# WORK REQUIRED:
Which of the lines below hold "InvalidRequest"? Please return each one.

*** Opening of RECORDS TO USE ***

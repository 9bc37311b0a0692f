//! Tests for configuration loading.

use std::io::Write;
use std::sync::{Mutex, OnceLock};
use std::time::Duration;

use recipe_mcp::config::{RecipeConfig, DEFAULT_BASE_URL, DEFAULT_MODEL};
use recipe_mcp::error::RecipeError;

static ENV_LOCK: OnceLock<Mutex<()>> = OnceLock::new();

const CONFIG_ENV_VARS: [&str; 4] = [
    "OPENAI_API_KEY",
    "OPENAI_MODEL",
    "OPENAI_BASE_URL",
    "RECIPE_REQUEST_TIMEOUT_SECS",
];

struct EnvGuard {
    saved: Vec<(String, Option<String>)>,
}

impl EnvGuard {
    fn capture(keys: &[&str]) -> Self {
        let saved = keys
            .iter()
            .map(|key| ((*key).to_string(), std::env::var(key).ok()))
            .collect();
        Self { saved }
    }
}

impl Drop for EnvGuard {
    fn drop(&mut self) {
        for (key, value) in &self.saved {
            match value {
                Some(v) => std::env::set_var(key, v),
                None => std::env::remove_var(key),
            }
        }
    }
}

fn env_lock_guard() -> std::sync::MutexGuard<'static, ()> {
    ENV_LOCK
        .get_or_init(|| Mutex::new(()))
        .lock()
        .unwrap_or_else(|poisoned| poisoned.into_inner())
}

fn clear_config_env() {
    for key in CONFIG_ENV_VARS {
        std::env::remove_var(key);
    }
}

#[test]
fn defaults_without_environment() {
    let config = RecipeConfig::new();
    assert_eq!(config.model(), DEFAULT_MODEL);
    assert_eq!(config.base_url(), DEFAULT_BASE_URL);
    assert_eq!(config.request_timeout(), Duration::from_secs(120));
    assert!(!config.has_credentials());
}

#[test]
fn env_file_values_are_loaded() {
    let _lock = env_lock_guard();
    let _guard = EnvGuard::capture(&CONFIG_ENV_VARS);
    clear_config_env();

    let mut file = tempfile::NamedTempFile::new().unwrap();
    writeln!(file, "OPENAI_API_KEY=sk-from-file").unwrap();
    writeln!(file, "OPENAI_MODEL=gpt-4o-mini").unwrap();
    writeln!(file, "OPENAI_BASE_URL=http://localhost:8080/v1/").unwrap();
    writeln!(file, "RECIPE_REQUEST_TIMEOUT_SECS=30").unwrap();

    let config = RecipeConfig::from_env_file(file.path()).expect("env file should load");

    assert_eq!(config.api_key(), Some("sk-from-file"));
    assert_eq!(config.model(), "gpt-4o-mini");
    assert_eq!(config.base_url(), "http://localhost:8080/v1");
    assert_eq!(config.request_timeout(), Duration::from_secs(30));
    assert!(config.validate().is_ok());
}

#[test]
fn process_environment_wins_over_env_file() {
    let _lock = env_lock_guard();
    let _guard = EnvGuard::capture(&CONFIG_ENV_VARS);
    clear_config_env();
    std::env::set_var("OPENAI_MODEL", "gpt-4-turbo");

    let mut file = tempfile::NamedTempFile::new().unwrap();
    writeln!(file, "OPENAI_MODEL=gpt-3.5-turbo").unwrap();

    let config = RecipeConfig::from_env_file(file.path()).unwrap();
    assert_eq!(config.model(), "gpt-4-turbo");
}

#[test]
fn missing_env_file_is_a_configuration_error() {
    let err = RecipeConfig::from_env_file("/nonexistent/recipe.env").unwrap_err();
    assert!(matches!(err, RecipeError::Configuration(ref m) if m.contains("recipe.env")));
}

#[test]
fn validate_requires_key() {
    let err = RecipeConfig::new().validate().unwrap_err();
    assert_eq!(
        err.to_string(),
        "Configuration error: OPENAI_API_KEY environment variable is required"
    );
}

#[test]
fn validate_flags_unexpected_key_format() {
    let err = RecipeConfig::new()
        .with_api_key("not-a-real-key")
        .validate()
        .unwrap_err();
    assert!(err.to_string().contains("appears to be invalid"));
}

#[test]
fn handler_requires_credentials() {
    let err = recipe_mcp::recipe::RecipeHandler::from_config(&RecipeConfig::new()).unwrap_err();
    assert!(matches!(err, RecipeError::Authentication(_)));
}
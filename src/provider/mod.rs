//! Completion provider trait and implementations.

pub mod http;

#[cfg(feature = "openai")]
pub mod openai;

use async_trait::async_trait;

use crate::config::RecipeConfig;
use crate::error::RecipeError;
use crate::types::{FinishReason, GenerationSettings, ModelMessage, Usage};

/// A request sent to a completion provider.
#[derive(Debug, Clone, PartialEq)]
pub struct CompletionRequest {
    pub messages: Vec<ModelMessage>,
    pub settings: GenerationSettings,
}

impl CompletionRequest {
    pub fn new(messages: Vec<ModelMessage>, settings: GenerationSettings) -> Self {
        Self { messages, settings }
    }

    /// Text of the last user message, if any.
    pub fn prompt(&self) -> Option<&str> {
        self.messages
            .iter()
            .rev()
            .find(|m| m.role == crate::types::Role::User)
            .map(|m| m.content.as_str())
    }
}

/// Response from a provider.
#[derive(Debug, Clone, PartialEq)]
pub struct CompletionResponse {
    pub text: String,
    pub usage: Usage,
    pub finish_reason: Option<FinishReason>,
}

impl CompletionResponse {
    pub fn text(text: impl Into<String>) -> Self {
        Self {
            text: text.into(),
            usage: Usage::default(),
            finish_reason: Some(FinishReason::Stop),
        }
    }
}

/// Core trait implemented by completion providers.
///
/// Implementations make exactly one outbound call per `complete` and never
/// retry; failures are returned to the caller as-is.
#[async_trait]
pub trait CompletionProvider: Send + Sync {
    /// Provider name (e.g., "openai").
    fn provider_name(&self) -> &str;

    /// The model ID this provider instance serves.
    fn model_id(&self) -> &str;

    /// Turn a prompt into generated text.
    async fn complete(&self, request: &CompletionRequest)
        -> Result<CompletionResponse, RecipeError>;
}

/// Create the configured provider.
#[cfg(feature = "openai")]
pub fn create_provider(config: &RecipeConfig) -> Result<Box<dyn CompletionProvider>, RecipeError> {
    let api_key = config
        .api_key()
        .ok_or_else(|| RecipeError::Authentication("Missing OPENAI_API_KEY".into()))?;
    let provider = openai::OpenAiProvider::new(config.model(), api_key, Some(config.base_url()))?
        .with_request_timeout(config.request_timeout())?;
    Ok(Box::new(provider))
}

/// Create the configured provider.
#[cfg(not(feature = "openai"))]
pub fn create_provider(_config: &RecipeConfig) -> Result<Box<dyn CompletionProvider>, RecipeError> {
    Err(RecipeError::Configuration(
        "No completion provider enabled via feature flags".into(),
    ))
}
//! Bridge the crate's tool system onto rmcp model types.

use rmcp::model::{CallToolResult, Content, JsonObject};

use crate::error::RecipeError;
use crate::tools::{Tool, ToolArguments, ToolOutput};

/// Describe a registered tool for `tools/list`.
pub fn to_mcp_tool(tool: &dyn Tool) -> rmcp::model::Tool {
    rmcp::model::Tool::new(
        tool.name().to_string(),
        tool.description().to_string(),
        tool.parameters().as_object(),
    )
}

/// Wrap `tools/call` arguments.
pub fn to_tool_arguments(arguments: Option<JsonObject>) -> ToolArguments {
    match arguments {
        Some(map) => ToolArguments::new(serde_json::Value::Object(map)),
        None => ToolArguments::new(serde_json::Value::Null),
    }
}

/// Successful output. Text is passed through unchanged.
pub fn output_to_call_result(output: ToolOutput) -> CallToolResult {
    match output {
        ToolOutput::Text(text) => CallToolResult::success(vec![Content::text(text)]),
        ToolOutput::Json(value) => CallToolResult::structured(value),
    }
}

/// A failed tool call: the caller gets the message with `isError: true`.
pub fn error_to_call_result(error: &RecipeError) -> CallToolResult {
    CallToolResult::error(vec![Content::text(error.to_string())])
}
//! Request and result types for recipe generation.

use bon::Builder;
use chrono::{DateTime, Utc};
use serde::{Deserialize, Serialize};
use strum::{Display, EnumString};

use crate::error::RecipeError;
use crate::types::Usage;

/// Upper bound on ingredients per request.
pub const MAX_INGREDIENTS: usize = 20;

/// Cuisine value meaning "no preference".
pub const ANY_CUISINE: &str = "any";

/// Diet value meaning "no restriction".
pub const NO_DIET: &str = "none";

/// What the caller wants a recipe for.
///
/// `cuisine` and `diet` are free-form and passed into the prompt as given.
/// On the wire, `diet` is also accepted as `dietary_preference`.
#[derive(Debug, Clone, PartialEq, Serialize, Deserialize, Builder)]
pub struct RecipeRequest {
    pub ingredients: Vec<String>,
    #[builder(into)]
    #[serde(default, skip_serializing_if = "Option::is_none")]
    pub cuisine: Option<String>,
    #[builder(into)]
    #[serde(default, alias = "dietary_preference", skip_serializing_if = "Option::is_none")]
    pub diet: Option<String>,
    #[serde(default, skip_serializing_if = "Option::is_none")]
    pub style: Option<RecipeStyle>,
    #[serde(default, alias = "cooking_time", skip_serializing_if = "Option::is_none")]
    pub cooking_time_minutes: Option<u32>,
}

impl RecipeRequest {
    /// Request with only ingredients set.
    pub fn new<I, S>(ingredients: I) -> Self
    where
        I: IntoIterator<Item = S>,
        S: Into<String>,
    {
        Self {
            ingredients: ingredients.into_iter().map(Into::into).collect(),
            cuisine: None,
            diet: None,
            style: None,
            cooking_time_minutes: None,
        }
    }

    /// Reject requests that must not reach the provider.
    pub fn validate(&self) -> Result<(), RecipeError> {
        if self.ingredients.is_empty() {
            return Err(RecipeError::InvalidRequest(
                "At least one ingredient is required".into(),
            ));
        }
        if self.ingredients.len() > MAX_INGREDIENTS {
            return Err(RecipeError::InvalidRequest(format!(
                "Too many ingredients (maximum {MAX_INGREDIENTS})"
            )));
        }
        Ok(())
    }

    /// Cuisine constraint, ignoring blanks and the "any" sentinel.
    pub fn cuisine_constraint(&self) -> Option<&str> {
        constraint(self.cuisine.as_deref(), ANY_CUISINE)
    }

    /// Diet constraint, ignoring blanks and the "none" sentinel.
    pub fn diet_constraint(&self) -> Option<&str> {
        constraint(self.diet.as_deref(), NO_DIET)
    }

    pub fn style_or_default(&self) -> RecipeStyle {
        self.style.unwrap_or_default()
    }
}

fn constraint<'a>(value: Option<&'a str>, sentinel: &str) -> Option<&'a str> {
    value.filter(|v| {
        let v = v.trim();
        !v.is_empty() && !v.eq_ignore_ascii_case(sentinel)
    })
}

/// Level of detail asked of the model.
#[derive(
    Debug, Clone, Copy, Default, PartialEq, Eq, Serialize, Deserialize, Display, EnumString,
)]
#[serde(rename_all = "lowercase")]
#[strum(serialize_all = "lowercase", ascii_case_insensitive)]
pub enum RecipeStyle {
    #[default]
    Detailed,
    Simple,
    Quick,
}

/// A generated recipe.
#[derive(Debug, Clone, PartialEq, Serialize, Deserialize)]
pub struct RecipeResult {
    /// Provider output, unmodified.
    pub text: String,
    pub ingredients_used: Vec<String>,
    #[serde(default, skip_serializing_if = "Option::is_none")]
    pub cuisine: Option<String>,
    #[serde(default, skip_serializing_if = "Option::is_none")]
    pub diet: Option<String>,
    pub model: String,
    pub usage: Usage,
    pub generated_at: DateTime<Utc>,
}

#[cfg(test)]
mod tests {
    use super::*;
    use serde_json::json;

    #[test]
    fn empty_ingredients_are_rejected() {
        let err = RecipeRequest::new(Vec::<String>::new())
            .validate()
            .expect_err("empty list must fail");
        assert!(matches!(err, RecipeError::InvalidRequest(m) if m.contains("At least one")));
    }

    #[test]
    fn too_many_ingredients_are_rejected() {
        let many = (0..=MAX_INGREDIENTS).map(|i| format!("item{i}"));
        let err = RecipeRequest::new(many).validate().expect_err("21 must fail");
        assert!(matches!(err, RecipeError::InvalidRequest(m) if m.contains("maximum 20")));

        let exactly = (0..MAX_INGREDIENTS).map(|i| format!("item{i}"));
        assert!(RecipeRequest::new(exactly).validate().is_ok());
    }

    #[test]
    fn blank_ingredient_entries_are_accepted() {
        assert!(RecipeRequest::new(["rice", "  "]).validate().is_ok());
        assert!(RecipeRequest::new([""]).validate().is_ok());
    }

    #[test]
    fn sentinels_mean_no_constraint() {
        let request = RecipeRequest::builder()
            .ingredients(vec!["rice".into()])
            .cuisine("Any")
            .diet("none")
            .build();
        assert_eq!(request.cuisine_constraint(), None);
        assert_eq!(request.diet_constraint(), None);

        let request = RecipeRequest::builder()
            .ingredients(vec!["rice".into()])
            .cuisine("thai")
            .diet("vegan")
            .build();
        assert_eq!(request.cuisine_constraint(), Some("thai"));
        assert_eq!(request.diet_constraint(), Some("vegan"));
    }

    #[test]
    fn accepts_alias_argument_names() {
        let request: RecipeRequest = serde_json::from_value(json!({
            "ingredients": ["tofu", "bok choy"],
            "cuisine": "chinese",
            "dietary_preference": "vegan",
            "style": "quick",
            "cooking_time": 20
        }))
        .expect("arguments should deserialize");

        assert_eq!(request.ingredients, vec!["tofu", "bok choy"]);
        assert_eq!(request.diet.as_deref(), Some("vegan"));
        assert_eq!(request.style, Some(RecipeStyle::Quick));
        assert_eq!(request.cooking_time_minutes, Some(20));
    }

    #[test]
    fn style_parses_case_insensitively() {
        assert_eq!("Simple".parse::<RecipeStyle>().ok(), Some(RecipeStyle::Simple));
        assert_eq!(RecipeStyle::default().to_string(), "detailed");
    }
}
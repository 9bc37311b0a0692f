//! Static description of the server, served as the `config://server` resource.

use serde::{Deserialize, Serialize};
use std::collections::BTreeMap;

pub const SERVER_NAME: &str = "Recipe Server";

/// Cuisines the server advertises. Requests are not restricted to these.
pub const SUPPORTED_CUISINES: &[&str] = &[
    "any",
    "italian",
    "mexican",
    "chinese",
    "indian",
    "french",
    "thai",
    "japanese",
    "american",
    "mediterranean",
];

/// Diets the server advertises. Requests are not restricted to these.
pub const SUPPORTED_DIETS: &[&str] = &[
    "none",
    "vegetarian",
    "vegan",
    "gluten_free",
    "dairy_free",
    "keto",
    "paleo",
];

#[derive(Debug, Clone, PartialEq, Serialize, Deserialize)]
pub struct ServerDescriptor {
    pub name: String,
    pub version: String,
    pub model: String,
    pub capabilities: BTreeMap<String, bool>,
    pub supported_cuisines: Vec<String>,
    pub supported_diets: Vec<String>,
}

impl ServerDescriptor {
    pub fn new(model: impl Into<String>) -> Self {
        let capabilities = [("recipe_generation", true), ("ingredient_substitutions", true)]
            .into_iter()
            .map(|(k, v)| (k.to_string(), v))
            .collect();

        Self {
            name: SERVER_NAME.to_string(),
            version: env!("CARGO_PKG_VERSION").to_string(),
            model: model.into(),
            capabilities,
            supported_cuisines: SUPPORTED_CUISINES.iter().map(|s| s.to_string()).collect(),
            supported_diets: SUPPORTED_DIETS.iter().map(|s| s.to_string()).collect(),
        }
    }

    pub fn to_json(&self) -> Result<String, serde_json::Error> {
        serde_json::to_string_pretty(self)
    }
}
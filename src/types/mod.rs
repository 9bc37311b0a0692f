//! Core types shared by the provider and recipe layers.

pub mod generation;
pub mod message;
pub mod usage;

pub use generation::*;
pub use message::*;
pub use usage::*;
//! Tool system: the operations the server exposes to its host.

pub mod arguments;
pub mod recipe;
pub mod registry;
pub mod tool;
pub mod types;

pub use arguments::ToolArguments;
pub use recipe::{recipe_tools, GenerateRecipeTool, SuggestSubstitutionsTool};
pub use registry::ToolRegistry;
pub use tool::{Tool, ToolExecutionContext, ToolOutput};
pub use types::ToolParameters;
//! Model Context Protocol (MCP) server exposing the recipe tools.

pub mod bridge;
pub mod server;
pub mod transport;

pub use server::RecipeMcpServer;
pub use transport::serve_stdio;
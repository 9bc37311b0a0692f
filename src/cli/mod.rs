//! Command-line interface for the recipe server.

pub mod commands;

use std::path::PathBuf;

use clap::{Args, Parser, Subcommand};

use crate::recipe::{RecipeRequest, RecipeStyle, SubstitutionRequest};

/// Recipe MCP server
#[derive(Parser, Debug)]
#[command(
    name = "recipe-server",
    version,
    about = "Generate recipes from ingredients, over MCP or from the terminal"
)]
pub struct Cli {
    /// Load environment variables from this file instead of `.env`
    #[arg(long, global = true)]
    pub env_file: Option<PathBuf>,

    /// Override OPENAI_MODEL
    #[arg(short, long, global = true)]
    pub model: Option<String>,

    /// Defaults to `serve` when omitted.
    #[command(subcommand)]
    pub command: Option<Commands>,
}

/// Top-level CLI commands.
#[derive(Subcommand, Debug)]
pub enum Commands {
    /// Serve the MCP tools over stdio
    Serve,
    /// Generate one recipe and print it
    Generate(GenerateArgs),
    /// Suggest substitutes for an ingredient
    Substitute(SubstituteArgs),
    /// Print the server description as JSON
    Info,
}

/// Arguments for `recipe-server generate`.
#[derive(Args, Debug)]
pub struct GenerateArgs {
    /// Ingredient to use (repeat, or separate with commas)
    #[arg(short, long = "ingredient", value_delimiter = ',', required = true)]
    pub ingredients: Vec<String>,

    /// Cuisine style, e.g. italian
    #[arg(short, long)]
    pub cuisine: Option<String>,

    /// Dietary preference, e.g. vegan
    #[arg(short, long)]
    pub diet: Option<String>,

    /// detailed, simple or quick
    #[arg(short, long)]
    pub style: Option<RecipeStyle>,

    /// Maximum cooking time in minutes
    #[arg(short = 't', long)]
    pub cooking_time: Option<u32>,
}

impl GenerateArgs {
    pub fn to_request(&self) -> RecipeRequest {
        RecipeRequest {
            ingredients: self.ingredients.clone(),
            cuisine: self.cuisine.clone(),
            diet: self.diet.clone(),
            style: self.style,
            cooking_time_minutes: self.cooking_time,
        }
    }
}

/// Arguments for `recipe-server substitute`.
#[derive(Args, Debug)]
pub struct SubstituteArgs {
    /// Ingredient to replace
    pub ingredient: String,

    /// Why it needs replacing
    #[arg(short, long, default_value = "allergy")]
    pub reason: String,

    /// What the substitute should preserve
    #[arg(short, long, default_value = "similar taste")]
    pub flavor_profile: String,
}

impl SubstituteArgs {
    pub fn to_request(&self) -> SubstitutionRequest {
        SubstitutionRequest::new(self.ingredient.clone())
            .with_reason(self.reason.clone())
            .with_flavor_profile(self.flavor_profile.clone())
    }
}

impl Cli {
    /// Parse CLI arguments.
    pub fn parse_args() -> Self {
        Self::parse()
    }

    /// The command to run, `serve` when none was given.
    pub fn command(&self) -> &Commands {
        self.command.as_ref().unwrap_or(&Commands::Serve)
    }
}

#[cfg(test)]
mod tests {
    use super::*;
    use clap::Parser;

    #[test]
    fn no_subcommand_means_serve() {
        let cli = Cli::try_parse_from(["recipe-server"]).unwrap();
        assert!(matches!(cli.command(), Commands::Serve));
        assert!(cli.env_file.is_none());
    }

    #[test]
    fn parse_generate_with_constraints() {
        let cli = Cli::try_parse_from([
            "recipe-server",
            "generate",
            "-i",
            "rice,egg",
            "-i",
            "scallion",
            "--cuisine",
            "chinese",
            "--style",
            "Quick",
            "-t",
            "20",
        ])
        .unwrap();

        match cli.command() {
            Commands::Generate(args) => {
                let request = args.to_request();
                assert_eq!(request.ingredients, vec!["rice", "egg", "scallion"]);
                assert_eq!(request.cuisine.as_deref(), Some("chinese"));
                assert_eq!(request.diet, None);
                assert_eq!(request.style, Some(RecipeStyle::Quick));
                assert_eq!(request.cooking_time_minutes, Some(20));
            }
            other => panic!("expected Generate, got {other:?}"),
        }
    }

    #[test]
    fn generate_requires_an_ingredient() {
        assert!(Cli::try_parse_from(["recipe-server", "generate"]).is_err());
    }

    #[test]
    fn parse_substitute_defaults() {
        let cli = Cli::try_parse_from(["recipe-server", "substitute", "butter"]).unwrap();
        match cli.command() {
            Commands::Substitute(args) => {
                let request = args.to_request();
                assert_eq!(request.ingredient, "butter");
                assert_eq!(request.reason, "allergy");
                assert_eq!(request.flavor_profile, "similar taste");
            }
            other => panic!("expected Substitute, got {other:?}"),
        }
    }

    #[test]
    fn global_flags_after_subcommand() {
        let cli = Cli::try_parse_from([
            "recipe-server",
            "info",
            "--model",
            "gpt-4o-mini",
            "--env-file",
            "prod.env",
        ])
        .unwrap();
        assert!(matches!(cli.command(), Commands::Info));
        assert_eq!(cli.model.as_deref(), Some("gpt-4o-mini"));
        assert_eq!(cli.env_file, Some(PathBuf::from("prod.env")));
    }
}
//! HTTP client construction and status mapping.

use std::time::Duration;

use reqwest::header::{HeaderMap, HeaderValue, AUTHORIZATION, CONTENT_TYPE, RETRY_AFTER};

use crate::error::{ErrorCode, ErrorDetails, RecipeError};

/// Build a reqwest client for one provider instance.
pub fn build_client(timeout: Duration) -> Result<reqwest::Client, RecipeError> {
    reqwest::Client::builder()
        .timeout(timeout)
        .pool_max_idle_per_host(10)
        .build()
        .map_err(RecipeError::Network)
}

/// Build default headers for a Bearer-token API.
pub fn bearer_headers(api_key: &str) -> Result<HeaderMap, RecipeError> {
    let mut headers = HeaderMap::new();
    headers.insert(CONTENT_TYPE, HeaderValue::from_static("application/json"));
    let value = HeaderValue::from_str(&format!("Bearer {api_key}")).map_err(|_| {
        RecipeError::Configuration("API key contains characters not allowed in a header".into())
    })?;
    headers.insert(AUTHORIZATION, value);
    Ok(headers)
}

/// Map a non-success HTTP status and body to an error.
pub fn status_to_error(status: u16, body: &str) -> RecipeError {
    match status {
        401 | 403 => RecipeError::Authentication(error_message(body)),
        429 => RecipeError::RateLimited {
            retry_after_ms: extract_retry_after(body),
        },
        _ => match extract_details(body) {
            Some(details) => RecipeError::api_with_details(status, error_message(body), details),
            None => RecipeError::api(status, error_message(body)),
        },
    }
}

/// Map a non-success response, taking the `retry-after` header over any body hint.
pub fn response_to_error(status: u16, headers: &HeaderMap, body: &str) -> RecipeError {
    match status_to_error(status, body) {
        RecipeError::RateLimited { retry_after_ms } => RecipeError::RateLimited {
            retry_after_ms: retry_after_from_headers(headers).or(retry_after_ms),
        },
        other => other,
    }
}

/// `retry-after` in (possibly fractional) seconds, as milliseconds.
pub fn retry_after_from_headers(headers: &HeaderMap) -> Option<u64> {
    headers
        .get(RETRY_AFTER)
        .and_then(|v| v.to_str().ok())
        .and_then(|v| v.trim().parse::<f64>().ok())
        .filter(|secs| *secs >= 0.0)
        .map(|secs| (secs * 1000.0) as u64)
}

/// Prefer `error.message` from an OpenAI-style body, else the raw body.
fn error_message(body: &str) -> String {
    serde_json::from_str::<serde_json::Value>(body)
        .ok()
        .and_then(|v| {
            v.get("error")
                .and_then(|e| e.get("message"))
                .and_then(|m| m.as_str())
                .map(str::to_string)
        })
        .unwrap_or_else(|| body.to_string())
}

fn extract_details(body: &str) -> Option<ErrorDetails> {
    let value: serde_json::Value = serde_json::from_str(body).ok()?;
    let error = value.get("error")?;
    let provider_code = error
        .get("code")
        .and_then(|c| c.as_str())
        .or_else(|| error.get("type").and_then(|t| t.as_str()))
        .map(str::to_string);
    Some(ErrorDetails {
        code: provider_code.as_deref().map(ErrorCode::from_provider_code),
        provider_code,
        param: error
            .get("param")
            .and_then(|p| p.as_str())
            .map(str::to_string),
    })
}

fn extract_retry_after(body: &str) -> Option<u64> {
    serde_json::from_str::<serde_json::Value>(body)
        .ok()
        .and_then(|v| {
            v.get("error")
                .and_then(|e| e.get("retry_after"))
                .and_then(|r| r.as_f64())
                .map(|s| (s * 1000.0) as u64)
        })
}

*** Close of RECORDS TO USE ***

# ANSWER SECTION:
            return Err(RecipeError::InvalidRequest(
            return Err(RecipeError::InvalidRequest(format!(
        assert!(matches!(err, RecipeError::InvalidRequest(m) if m.contains("At least one")));
        assert!(matches!(err, RecipeError::InvalidRequest(m) if m.contains("maximum 20")));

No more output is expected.